]> Cypherpunks repositories - gostls13.git/commitdiff
runtime: check more work flushing races
authorAustin Clements <austin@google.com>
Mon, 26 Nov 2018 19:41:23 +0000 (14:41 -0500)
committerAustin Clements <austin@google.com>
Thu, 29 Nov 2018 22:08:05 +0000 (22:08 +0000)
This adds several new checks to help debug #27993. It adds a mechanism
for freezing write barriers and gcWork puts during the mark completion
algorithm. This way, if we do detect mark completion, we can catch any
puts that happened during the completion algorithm. Based on build
dashboard failures, this seems to be the window of time when these are
happening.

This also double-checks that all work buffers are empty immediately
upon entering mark termination (much earlier than the current check).
This is unlikely to trigger based on the current failures, but is a
good safety net.

Change-Id: I03f56c48c4322069e28c50fbc3c15b2fee2130c2
Reviewed-on: https://go-review.googlesource.com/c/151797
Run-TryBot: Austin Clements <austin@google.com>
Reviewed-by: Michael Knyszek <mknyszek@google.com>
src/runtime/mgc.go
src/runtime/mgcwork.go
src/runtime/mwbbuf.go

index db589c3f8fae6ad30aaa3267450719073da7b8ab..7747e5409c9aef7c69b270353d9970026283b0b0 100644 (file)
@@ -1363,6 +1363,19 @@ func gcStart(trigger gcTrigger) {
 // This is protected by markDoneSema.
 var gcMarkDoneFlushed uint32
 
+// debugCachedWork enables extra checks for debugging premature mark
+// termination.
+//
+// For debugging issue #27993.
+const debugCachedWork = true
+
+// gcWorkPauseGen is for debugging the mark completion algorithm.
+// gcWork put operations spin while gcWork.pauseGen == gcWorkPauseGen.
+// Only used if debugCachedWork is true.
+//
+// For debugging issue #27993.
+var gcWorkPauseGen uint32 = 1
+
 // gcMarkDone transitions the GC from mark to mark termination if all
 // reachable objects have been marked (that is, there are no grey
 // objects and can be no more in the future). Otherwise, it flushes
@@ -1408,6 +1421,14 @@ top:
                        // Flush the write barrier buffer, since this may add
                        // work to the gcWork.

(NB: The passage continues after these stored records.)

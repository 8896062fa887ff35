//! Color roles for the summary screen

use crate::detection::RuntimeVersions;
use colored::{ColoredString, Colorize};

#[derive(Debug, Clone, Copy, PartialEq, Eq)]
pub enum Role {
    ControlBack,
    ControlExit,
    SummaryLabel,
    RuntimeName,
    RuntimeValue,
    CommandBase,
    CommandGem,
    ArgName,
    ArgEq,
    ArgValue,
}

pub fn paint(role: Role, text: &str) -> ColoredString {
    match role {
        Role::ControlBack => text.cyan(),
        Role::ControlExit => text.red(),
        Role::SummaryLabel => text.magenta().bold(),
        Role::RuntimeName => text.blue(),
        Role::RuntimeValue => text.green(),
        Role::CommandBase => text.blue().bold(),
        Role::CommandGem => text.green().bold(),
        Role::ArgName => text.cyan(),
        Role::ArgEq => text.white(),
        Role::ArgValue => text.yellow(),
    }
}

/// `--name=value` split into colored parts; bare values get the value color
pub fn format_argument(argument: &str) -> String {
    if !argument.starts_with("--") {
        return paint(Role::ArgValue, argument).to_string();
    }

    match argument.split_once('=') {
        Some((name, value)) => format!(
            "{}{}{}",
            paint(Role::ArgName, name),
            paint(Role::ArgEq, "="),
            paint(Role::ArgValue, value)
        ),
        None => paint(Role::ArgName, argument).to_string(),
    }
}

/// `bundle gem <name> <args...>` with each part colored by role
pub fn format_command(command: &[String]) -> String {
    let base = command
        .iter()
        .take(2)
        .map(String::as_str)
        .collect::<Vec<_>>()
        .join(" ");
    let mut line = paint(Role::CommandBase, &base).to_string();

    if let Some(gem_name) = command.get(2) {
        line.push(' ');
        line.push_str(&paint(Role::CommandGem, gem_name).to_string());
    }

    for argument in command.iter().skip(3) {
        line.push(' ');
        line.push_str(&format_argument(argument));
    }

    line
}

pub fn format_runtime(runtime: &RuntimeVersions) -> String {
    runtime
        .entries()
        .iter()
        .map(|(name, version)| {
            format!(
                "{} {}",
                paint(Role::RuntimeName, name),
                paint(Role::RuntimeValue, version)
            )
        })
        .collect::<Vec<_>>()
        .join(", ")
}

/// Body of the controls note shown before the first question
pub fn controls(back_label: &str) -> String {
    format!(
        "Choose {} to return to the previous step.\nPress {} to exit.",
        paint(Role::ControlBack, &format!("\"{}\"", back_label)),
        paint(Role::ControlExit, "Ctrl+C")
    )
}

/// Body of the summary note shown before creating the gem
pub fn summary(command: &[String], runtime: &RuntimeVersions) -> String {
    format!(
        "{} {}\n{} {}",
        paint(Role::SummaryLabel, "Runtime:"),
        format_runtime(runtime),
        paint(Role::SummaryLabel, "Command:"),
        format_command(command)
    )
}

                        wbBufFlush1(_p_)
+                       // For debugging, shrink the write barrier
+                       // buffer so it flushes immediately.

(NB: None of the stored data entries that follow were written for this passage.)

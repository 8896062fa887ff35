//! Bundler version compatibility
//!
//! Which options (and which enumerated values) each Bundler release line
//! accepts for `bundle gem`.

pub mod matrix;

pub use matrix::{resolve, resolve_in, supported_ranges, Allowed, Entry, TABLE};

+                       // wbBuf.reset will keep it at this size as
+                       // long as throwOnGCWork is set.
+                       if debugCachedWork {
+                               b := &_p_.wbBuf
+                               b.end = uintptr(unsafe.Pointer(&b.buf[wbBufEntryPointers]))
+                       }
                        // Flush the gcWork, since this may create global work
                        // and set the flushedWork flag.
                        //
@@ -1418,11 +1439,23 @@ top:
                        if _p_.gcw.flushedWork {
                                atomic.Xadd(&gcMarkDoneFlushed, 1)
                                _p_.gcw.flushedWork = false
+                       } else if debugCachedWork {
+                               // For debugging, freeze the gcWork
+                               // until we know whether we've reached
+                               // completion or not. If we think
+                               // we've reached completion, but
+                               // there's a paused gcWork, then
+                               // that's a bug.
+                               _p_.gcw.pauseGen = gcWorkPauseGen
                        }
                })
        })
 
        if gcMarkDoneFlushed != 0 {
+               if debugCachedWork {
+                       // Release paused gcWorks.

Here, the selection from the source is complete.